▶ **How to complete this task**: Go through the listing and copy every line word for word.

▶ **Record extracts**:

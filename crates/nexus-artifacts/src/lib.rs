//! Nexus Artifacts - unified view of tools, prompts, and resources
//! across the MCP fleet.
//!
//! The [`ArtifactRepository`] fetches listings from connected clients
//! with retry and timeout discipline; the [`ArtifactCache`] stores deep
//! copies and answers structural change-detection queries; the
//! [`ArtifactManager`] facade ties both together and publishes
//! `ArtifactsFetched` events on every refresh.
//!
//! Timeouts and per-server failures downgrade to empty collections:
//! a slow or broken server never takes the aggregate view down.

#![deny(unsafe_code)]
#![warn(missing_docs)]
#![deny(clippy::all)]
#![warn(unreachable_pub)]
#![deny(clippy::unwrap_used)]
#![cfg_attr(test, allow(clippy::unwrap_used))]

mod cache;
mod manager;
mod repository;
mod types;

pub use cache::ArtifactCache;
pub use manager::ArtifactManager;
pub use repository::{ArtifactRepository, FetchRetryPolicy};
pub use types::{ArtifactSource, Prompt, Resource, Tool};

pub use nexus_core::{ArtifactCollection, ArtifactRecord};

▶ **Your response**:
filename crates/nexus-artifacts/src/lib.rs
//! Nexus Artifacts - unified view of tools, prompts, and resources
//! across the MCP fleet.
//!
//! The [`ArtifactRepository`] fetches listings from connected clients
//! with retry and timeout discipline; the [`ArtifactCache`] stores deep
//! copies and answers structural change-detection queries; the
//! [`ArtifactManager`] facade ties both together and publishes
//! `ArtifactsFetched` events on every refresh.
//!
//! Timeouts and per-server failures downgrade to empty collections:
//! a slow or broken server never takes the aggregate view down.

#![deny(unsafe_code)]
#![warn(missing_docs)]
#![deny(clippy::all)]
#![warn(unreachable_pub)]
#![deny(clippy::unwrap_used)]
#![cfg_attr(test, allow(clippy::unwrap_used))]

mod cache;
mod manager;
mod repository;
mod types;

pub use cache::ArtifactCache;
pub use manager::ArtifactManager;
pub use repository::{ArtifactRepository, FetchRetryPolicy};
pub use types::{ArtifactSource, Prompt, Resource, Tool};

pub use nexus_core::{ArtifactCollection, ArtifactRecord};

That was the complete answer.